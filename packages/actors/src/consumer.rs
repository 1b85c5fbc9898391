//! Job consumer trait and the per-engine consumer registry.

use std::collections::HashMap;
use std::sync::Arc;
use std::sync::atomic::{AtomicBool, AtomicU64, Ordering};

use futures_util::future::BoxFuture;
use parking_lot::RwLock;
use relay_core::{Job, JobError, JobResult, PropertyProvider, TopicPattern};

/// Future type for async job consumers.
pub type ConsumerFuture = BoxFuture<'static, JobResult>;

/// Instance property under which the registered topics are advertised.
pub const CONSUMER_TOPICS_PROPERTY: &str = "relay.jobs.consumer.topics";

/// Cooperative stop flag handed to a consumer with each job.
///
/// The engine raises it when the job is stopped while it is being
/// processed; removing an active job only forgets it. Consumers should check it at convenient points and
/// return early; whatever they return afterwards is discarded.
#[derive(Debug, Clone, Default)]
pub struct StopSignal(Arc<AtomicBool>);

impl StopSignal {
    pub fn new() -> Self {
        Self::default()
    }

    pub fn is_stopped(&self) -> bool {
        self.0.load(Ordering::Acquire)
    }

    pub fn stop(&self) {
        self.0.store(true, Ordering::Release);
    }
}

/// Trait for job consumers.
///
/// Implement this trait to define how jobs of a topic are processed.
pub trait JobConsumer: Send + Sync + 'static {
    /// Process one attempt of a job.
    fn process(&self, job: Job, stop: StopSignal) -> ConsumerFuture;
}

/// A simple function-based job consumer.
pub struct FnConsumer<F>
where
    F: Fn(Job, StopSignal) -> ConsumerFuture + Send + Sync + 'static,
{
    consumer: F,
}

impl<F> FnConsumer<F>
where
    F: Fn(Job, StopSignal) -> ConsumerFuture + Send + Sync + 'static,
{
    /// Create a new function-based consumer.
    pub fn new(consumer: F) -> Self {
        Self { consumer }
    }
}

impl<F> JobConsumer for FnConsumer<F>
where
    F: Fn(Job, StopSignal) -> ConsumerFuture + Send + Sync + 'static,
{
    fn process(&self, job: Job, stop: StopSignal) -> ConsumerFuture {
        (self.consumer)(job, stop)
    }
}

/// Helper macro for creating job consumers from async blocks.
///
/// ```ignore
/// let consumer = job_consumer!(|job| {
///     tracing::info!("processing {}", job.id);
///     JobResult::Ok
/// });
/// ```
#[macro_export]
macro_rules! job_consumer {
    (|$job:ident| $body:expr) => {
        $crate::FnConsumer::new(|$job: $crate::Job, _stop: $crate::StopSignal| {
            Box::pin(async move { $body })
        })
    };
    (|$job:ident, $stop:ident| $body:expr) => {
        $crate::FnConsumer::new(|$job: $crate::Job, $stop: $crate::StopSignal| {
            Box::pin(async move { $body })
        })
    };
}

/// Handle returned by [`ConsumerRegistry::register`].
///
/// Only the registration the handle was issued for can be removed with it,
/// so a stale handle never unregisters a consumer that replaced it.
#[derive(Debug, Clone, PartialEq, Eq, Hash)]
pub struct ConsumerHandle {
    pattern: String,
    id: u64,
}

impl ConsumerHandle {
    pub fn pattern(&self) -> &str {
        &self.pattern
    }
}

struct Registration {
    id: u64,
    consumer: Arc<dyn JobConsumer>,
}

/// Registry mapping topic patterns to consumers.
///
/// Patterns are either an exact topic, `prefix/*` (any topic below
/// `prefix`) or `*` (every topic). Lookups prefer the exact topic and then
/// the nearest enclosing wildcard.
pub struct ConsumerRegistry {
    consumers: RwLock<HashMap<String, Registration>>,
    next_id: AtomicU64,
    whitelist: Vec<TopicPattern>,
    blacklist: Vec<TopicPattern>,
}

impl ConsumerRegistry {
    /// Create a registry that advertises every registered topic.
    pub fn new() -> Self {
        Self::with_filters(["*"], Vec::<String>::new())
    }

    /// Create a registry whose advertised topics are filtered.
    ///
    /// A topic is advertised when it matches a whitelist pattern and no
    /// blacklist pattern. Filters only affect [`topics`](Self::topics),
    /// never dispatch.
    pub fn with_filters<W, B, S, T>(whitelist: W, blacklist: B) -> Self
    where
        W: IntoIterator<Item = S>,
        B: IntoIterator<Item = T>,
        S: AsRef<str>,
        T: AsRef<str>,
    {
        Self {
            consumers: RwLock::new(HashMap::new()),
            next_id: AtomicU64::new(1),
            whitelist: whitelist
                .into_iter()
                .map(|p| TopicPattern::parse(p.as_ref()))
                .collect(),
            blacklist: blacklist
                .into_iter()
                .map(|p| TopicPattern::parse(p.as_ref()))
                .collect(),
        }
    }

    /// Register a consumer for a topic pattern.
    ///
    /// Registering an exact topic twice fails with [`JobError::Conflict`];
    /// registering a wildcard again replaces the previous consumer.
    pub fn register<C: JobConsumer>(
        &self,
        pattern: &str,
        consumer: C,
    ) -> Result<ConsumerHandle, JobError> {
        self.register_arc(pattern, Arc::new(consumer))
    }

    /// Register an already shared consumer.
    pub fn register_arc(
        &self,
        pattern: &str,
        consumer: Arc<dyn JobConsumer>,
    ) -> Result<ConsumerHandle, JobError> {
        validate_pattern(pattern)?;
        let wildcard = is_wildcard(pattern);

        let mut consumers = self.consumers.write();
        if consumers.contains_key(pattern) {
            if !wildcard {
                return Err(JobError::Conflict(format!(
                    "a consumer is already registered for topic '{}'",
                    pattern
                )));
            }
            tracing::warn!("Replacing consumer registered for '{}'", pattern);
        }

        let id = self.next_id.fetch_add(1, Ordering::Relaxed);
        consumers.insert(pattern.to_string(), Registration { id, consumer });
        tracing::debug!("Registered consumer {} for '{}'", id, pattern);

        Ok(ConsumerHandle {
            pattern: pattern.to_string(),
            id,
        })
    }

    /// Remove whatever consumer is registered for `pattern`.
    pub fn unregister(&self, pattern: &str) -> bool {
        self.consumers.write().remove(pattern).is_some()
    }

    /// Remove the registration `handle` refers to, if it is still current.
    pub fn unregister_handle(&self, handle: &ConsumerHandle) -> bool {
        let mut consumers = self.consumers.write();
        match consumers.get(&handle.pattern) {
            Some(registration) if registration.id == handle.id => {
                consumers.remove(&handle.pattern);
                true
            }
            _ => false,
        }
    }

    /// Find the consumer responsible for a topic.
    pub fn lookup(&self, topic: &str) -> Option<Arc<dyn JobConsumer>> {
        let consumers = self.consumers.read();
        if let Some(registration) = consumers.get(topic) {
            return Some(registration.consumer.clone());
        }

        let mut prefix = topic;
        while let Some(pos) = prefix.rfind('/') {
            prefix = &prefix[..pos];
            if let Some(registration) = consumers.get(&format!("{}/*", prefix)) {
                return Some(registration.consumer.clone());
            }
        }

        consumers.get("*").map(|r| r.consumer.clone())
    }

    /// Check if a consumer exists for a topic.
    pub fn has_consumer(&self, topic: &str) -> bool {
        self.lookup(topic).is_some()
    }

    /// Sorted, comma-separated list of advertised topic patterns.
    pub fn topics(&self) -> String {
        let mut topics: Vec<String> = self
            .consumers
            .read()
            .keys()
            .filter(|pattern| self.is_advertised(pattern))
            .cloned()
            .collect();
        topics.sort();
        topics.join(",")
    }

    fn is_advertised(&self, pattern: &str) -> bool {
        // Wildcards are matched against the category they cover.
        let candidate = pattern.strip_suffix('*').unwrap_or(pattern);
        self.whitelist.iter().any(|p| p.matches(candidate))
            && !self.blacklist.iter().any(|p| p.matches(candidate))
    }
}

impl Default for ConsumerRegistry {
    fn default() -> Self {
        Self::new()
    }
}

fn is_wildcard(pattern: &str) -> bool {
    pattern == "*" || pattern.ends_with("/*")
}

fn validate_pattern(pattern: &str) -> Result<(), JobError> {
    let body = pattern.strip_suffix("/*").unwrap_or(pattern);
    let valid = pattern == "*"
        || (!body.is_empty()
            && !body.contains('*')
            && !body.starts_with('/')
            && !body.ends_with('/')
            && !body.contains("//"));
    if valid {
        Ok(())
    } else {
        Err(JobError::InvalidTopic(pattern.to_string()))
    }
}

/// Advertises the registry's topics as an instance property.
#[derive(Clone)]
pub struct ConsumerTopicsProvider {
    registry: Arc<ConsumerRegistry>,
}

impl ConsumerTopicsProvider {
    pub fn new(registry: Arc<ConsumerRegistry>) -> Self {
        Self { registry }
    }
}

impl PropertyProvider for ConsumerTopicsProvider {
    fn property(&self, name: &str) -> Option<String> {
        (name == CONSUMER_TOPICS_PROPERTY).then(|| self.registry.topics())
    }
}
//! In-memory job store.

use std::collections::HashMap;

use futures_util::future::BoxFuture;
use parking_lot::Mutex;
use relay_core::{Job, JobId, JobStore, StoreError, StoreErrorKind, StoreResult};

/// Job store kept in process memory.
///
/// Useful for tests and single-process deployments where jobs need not
/// survive a restart. Writes can be made to fail on demand to exercise the
/// engine's error paths.
#[derive(Default)]
pub struct MemoryJobStore {
    jobs: Mutex<HashMap<JobId, Job>>,
    failure: Mutex<Option<StoreErrorKind>>,
}

impl MemoryJobStore {
    pub fn new() -> Self {
        Self::default()
    }

    /// Make every subsequent write fail with `kind` (or succeed again with `None`).
    pub fn fail_writes(&self, kind: Option<StoreErrorKind>) {
        *self.failure.lock() = kind;
    }

    /// Number of stored jobs.
    pub fn len(&self) -> usize {
        self.jobs.lock().len()
    }

    pub fn is_empty(&self) -> bool {
        self.jobs.lock().is_empty()
    }

    fn check_writable(&self) -> StoreResult<()> {
        match *self.failure.lock() {
            Some(kind) => Err(StoreError::new(kind, "injected write failure")),
            None => Ok(()),
        }
    }
}

impl JobStore for MemoryJobStore {
    fn insert(&self, job: Job) -> BoxFuture<'_, StoreResult<()>> {
        Box::pin(async move {
            self.check_writable()?;
            let mut jobs = self.jobs.lock();
            if jobs.contains_key(&job.id) {
                return Err(StoreError::rejected(format!("job {} already exists", job.id)));
            }
            jobs.insert(job.id.clone(), job);
            Ok(())
        })
    }

    fn get(&self, id: &JobId) -> BoxFuture<'_, StoreResult<Option<Job>>> {
        let id = id.clone();
        Box::pin(async move { Ok(self.jobs.lock().get(&id).cloned()) })
    }

    fn update(&self, job: Job) -> BoxFuture<'_, StoreResult<()>> {
        Box::pin(async move {
            self.check_writable()?;
            self.jobs.lock().insert(job.id.clone(), job);
            Ok(())
        })
    }

    fn delete(&self, id: &JobId) -> BoxFuture<'_, StoreResult<()>> {
        let id = id.clone();
        Box::pin(async move {
            self.check_writable()?;
            self.jobs.lock().remove(&id);
            Ok(())
        })
    }

    fn load_queue(&self, queue: &str) -> BoxFuture<'_, StoreResult<Vec<Job>>> {
        let queue = queue.to_string();
        Box::pin(async move {
            let mut jobs: Vec<Job> = self
                .jobs
                .lock()
                .values()
                .filter(|job| job.queue == queue && job.state.is_pending())
                .cloned()
                .collect();
            jobs.sort_by(|a, b| a.created_at.cmp(&b.created_at).then_with(|| a.id.cmp(&b.id)));
            Ok(jobs)
        })
    }
}
//! Database schema definitions using SurrealQL.

use crate::{Database, DbError};

/// Create the job table and its indexes. Safe to run on every start.
pub async fn init_schema(db: &Database) -> Result<(), DbError> {
    tracing::info!("Initializing database schema...");
    db.query(JOB_SCHEMA).await?.check()?;
    tracing::info!("Database schema initialized");
    Ok(())
}

/// Job table schema.
///
/// The job itself is kept as an opaque object; only the fields the store
/// filters and sorts on are lifted to the top level.
const JOB_SCHEMA: &str = r#"
DEFINE TABLE IF NOT EXISTS job SCHEMALESS;

DEFINE FIELD IF NOT EXISTS job_id ON job TYPE string;
DEFINE FIELD IF NOT EXISTS queue ON job TYPE string;
DEFINE FIELD IF NOT EXISTS pending ON job TYPE bool;
DEFINE FIELD IF NOT EXISTS created_ms ON job TYPE int;
DEFINE FIELD IF NOT EXISTS properties ON job TYPE string;
DEFINE FIELD IF NOT EXISTS job ON job FLEXIBLE TYPE object;

-- Recovery scan: pending jobs of one queue, oldest first
DEFINE INDEX IF NOT EXISTS job_queue_pending ON job FIELDS queue, pending, created_ms;
"#;
//! Queue configuration and topic routing.

use serde::{Deserialize, Serialize};

/// Name of the queue that receives topics no configured queue matches.
pub const MAIN_QUEUE: &str = "main";

/// How a queue processes its jobs.
#[derive(Debug, Clone, Copy, Default, PartialEq, Eq, Serialize, Deserialize)]
#[serde(rename_all = "snake_case")]
pub enum QueueKind {
    /// One job at a time, strictly in enqueue order.
    Ordered,
    /// Up to `max_parallel` jobs at once; order is best effort.
    #[default]
    Unordered,
    /// Jobs are stored but never dispatched.
    Ignore,
    /// Jobs are dropped as soon as they are added.
    Drop,
}

impl std::fmt::Display for QueueKind {
    fn fmt(&self, f: &mut std::fmt::Formatter<'_>) -> std::fmt::Result {
        match self {
            QueueKind::Ordered => write!(f, "ordered"),
            QueueKind::Unordered => write!(f, "unordered"),
            QueueKind::Ignore => write!(f, "ignore"),
            QueueKind::Drop => write!(f, "drop"),
        }
    }
}

/// A topic pattern as used in queue configuration.
///
/// - `a/b/c` matches exactly that topic
/// - `a/b/.` matches topics one level below `a/b`
/// - `a/b/*` matches topics at any depth below `a/b`
/// - `*` matches every topic
#[derive(Debug, Clone, PartialEq, Eq)]
pub enum TopicPattern {
    Exact(String),
    Package(String),
    SubPackage(String),
}

impl TopicPattern {
    pub fn parse(pattern: &str) -> Self {
        let pattern = pattern.trim();
        if pattern == "*" {
            return TopicPattern::SubPackage(String::new());
        }
        if let Some(package) = pattern.strip_suffix('.') {
            return TopicPattern::Package(package.trim_end_matches('/').to_string());
        }
        if let Some(prefix) = pattern.strip_suffix('*') {
            let prefix = if prefix.ends_with('/') {
                prefix.to_string()
            } else {
                format!("{prefix}/")
            };
            return TopicPattern::SubPackage(prefix);
        }
        TopicPattern::Exact(pattern.to_string())
    }

    pub fn matches(&self, topic: &str) -> bool {
        match self {
            TopicPattern::Exact(exact) => exact == topic,
            TopicPattern::Package(package) => topic
                .rfind('/')
                .is_some_and(|pos| &topic[..pos] == package),
            TopicPattern::SubPackage(prefix) => {
                prefix.is_empty()
                    || topic
                        .rfind('/')
                        .is_some_and(|pos| topic[..=pos].starts_with(prefix.as_str()))
            }
        }
    }
}

/// Configuration for queue behavior.
#[derive(Debug, Clone, PartialEq, Serialize, Deserialize)]
#[serde(default)]
pub struct QueueConfig {
    /// Queue name.
    pub name: String,
    /// Processing mode.
    pub kind: QueueKind,
    /// Topic patterns routed to this queue.
    pub topics: Vec<String>,
    /// Failed attempts tolerated before a job is dropped.
    pub max_retries: u32,
    /// Delay before a failed job re-enters the queue (milliseconds).
    pub retry_delay_ms: u64,
    /// Number of jobs processed concurrently (ignored for ordered queues).
    pub max_parallel: usize,
    /// Maximum number of undispatched jobs before `add` blocks.
    #[serde(skip_serializing_if = "Option::is_none")]
    pub max_pending: Option<usize>,
    /// Per-attempt timeout (milliseconds); an expired attempt counts as failed.
    #[serde(skip_serializing_if = "Option::is_none")]
    pub timeout_ms: Option<u64>,
    /// Only dispatch while the local instance leads its cluster.
    pub leader_only: bool,
    /// Higher ranking wins when several queues match a topic.
    pub ranking: i32,
}

impl Default for QueueConfig {
    fn default() -> Self {
        Self {
            name: MAIN_QUEUE.to_string(),
            kind: QueueKind::Unordered,
            topics: Vec::new(),
            max_retries: 10,
            retry_delay_ms: 2000,
            max_parallel: 15,
            max_pending: None,
            timeout_ms: None,
            leader_only: false,
            ranking: 0,
        }
    }
}

impl QueueConfig {
    /// Create a queue configuration with the given name.
    pub fn new(name: impl Into<String>) -> Self {
        Self {
            name: name.into(),
            ..Default::default()
        }
    }

    pub fn with_kind(mut self, kind: QueueKind) -> Self {
        self.kind = kind;
        self
    }

    pub fn with_topics<I, S>(mut self, topics: I) -> Self
    where
        I: IntoIterator<Item = S>,
        S: Into<String>,
    {
        self.topics = topics.into_iter().map(Into::into).collect();
        self
    }

    pub fn with_max_retries(mut self, max_retries: u32) -> Self {
        self.max_retries = max_retries;
        self
    }

    pub fn with_retry_delay_ms(mut self, retry_delay_ms: u64) -> Self {
        self.retry_delay_ms = retry_delay_ms;
        self
    }

    pub fn with_max_parallel(mut self, max_parallel: usize) -> Self {
        self.max_parallel = max_parallel;
        self
    }

    pub fn with_max_pending(mut self, max_pending: usize) -> Self {
        self.max_pending = Some(max_pending);
        self
    }

    pub fn with_timeout_ms(mut self, timeout_ms: u64) -> Self {
        self.timeout_ms = Some(timeout_ms);
        self
    }

    pub fn with_leader_only(mut self, leader_only: bool) -> Self {
        self.leader_only = leader_only;
        self
    }

    pub fn with_ranking(mut self, ranking: i32) -> Self {
        self.ranking = ranking;
        self
    }

    /// Number of worker slots this queue runs.
    pub fn worker_count(&self) -> usize {
        match self.kind {
            QueueKind::Ordered => 1,
            QueueKind::Unordered => self.max_parallel.max(1),
            QueueKind::Ignore | QueueKind::Drop => 0,
        }
    }

    /// Check whether this queue accepts the given topic.
    pub fn matches(&self, topic: &str) -> bool {
        self.topics
            .iter()
            .any(|pattern| TopicPattern::parse(pattern).matches(topic))
    }
}

/// Counters for a queue.
#[derive(Debug, Clone, Default, PartialEq, Eq, Serialize, Deserialize)]
#[serde(default)]
pub struct QueueStats {
    /// Jobs waiting for dispatch.
    pub queued: u64,
    /// Jobs handed to consumers.
    pub active: u64,
    /// Jobs that finished successfully.
    pub succeeded: u64,
    /// Failed attempts (including ones that were retried).
    pub failed_attempts: u64,
    /// Jobs dropped (cancelled or retries exhausted).
    pub dropped: u64,
    /// Jobs stopped on request.
    pub stopped: u64,
}

impl QueueStats {
    /// Jobs the queue still owns.
    pub fn pending(&self) -> u64 {
        self.queued + self.active
    }

    /// Jobs that reached a terminal state.
    pub fn finished(&self) -> u64 {
        self.succeeded + self.dropped + self.stopped
    }
}

#[cfg(test)]
mod tests {
    use super::*;

    #[test]
    fn exact_pattern() {
        let p = TopicPattern::parse("a/b/c");
        assert!(p.matches("a/b/c"));
        assert!(!p.matches("a/b/c/d"));
        assert!(!p.matches("a/b"));
    }

    #[test]
    fn package_pattern_matches_one_level() {
        let p = TopicPattern::parse("a/b/.");
        assert!(p.matches("a/b/c"));
        assert!(!p.matches("a/b/c/d"));
        assert!(!p.matches("a/bc"));
    }

    #[test]
    fn sub_package_pattern_matches_any_depth() {
        let p = TopicPattern::parse("a/b/*");
        assert!(p.matches("a/b/c"));
        assert!(p.matches("a/b/c/d"));
        assert!(!p.matches("a/bc/d"));
        assert!(!p.matches("a/b"));
        assert_eq!(TopicPattern::parse("a/b*"), p);
    }

    #[test]
    fn star_matches_everything() {
        let p = TopicPattern::parse("*");
        assert!(p.matches("x"));
        assert!(p.matches("x/y/z"));
    }

    #[test]
    fn ordered_queue_has_one_worker() {
        let config = QueueConfig::new("q")
            .with_kind(QueueKind::Ordered)
            .with_max_parallel(8);
        assert_eq!(config.worker_count(), 1);
        assert_eq!(QueueConfig::new("i").with_kind(QueueKind::Ignore).worker_count(), 0);
    }

    #[test]
    fn config_deserializes_with_defaults() {
        let config: QueueConfig =
            serde_json::from_str(r#"{"name":"imports","kind":"ordered","topics":["import/*"]}"#)
                .unwrap();
        assert_eq!(config.max_retries, 10);
        assert_eq!(config.retry_delay_ms, 2000);
        assert!(config.matches("import/csv"));
    }
}
use std::error::Error;
use std::path::PathBuf;

use relay_actors::{JobResult, job_consumer};
use relay_node::{Node, NodeConfig};
use tracing_subscriber::EnvFilter;

/// Topic prefix handled by the built-in logging consumer.
const DEMO_TOPICS: &str = "relay/demo/*";

#[tokio::main]
async fn main() -> Result<(), Box<dyn Error>> {
    let filter = EnvFilter::try_from_default_env().unwrap_or_else(|_| EnvFilter::new("info"));
    tracing_subscriber::fmt().with_env_filter(filter).init();

    let config_path = std::env::args_os().nth(1).map(PathBuf::from);
    let config = NodeConfig::load(config_path.as_deref())?;

    let node = Node::start(config).await?;
    node.register_consumer(
        DEMO_TOPICS,
        job_consumer!(|job| {
            tracing::info!(
                "Processing {} ({}) with {} properties",
                job.id,
                job.topic,
                job.properties.len()
            );
            JobResult::Ok
        }),
    )?;

    tracing::info!("Relay node running; press Ctrl-C to stop");
    tokio::signal::ctrl_c().await?;

    node.shutdown().await?;
    Ok(())
}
--*--
▶ **Assignment**:
Pull every line containing the word "cloned" out of the listing.

▶ **Result**:
            .cloned()
        Box::pin(async move { Ok(self.jobs.lock().get(&id).cloned()) })
                .cloned()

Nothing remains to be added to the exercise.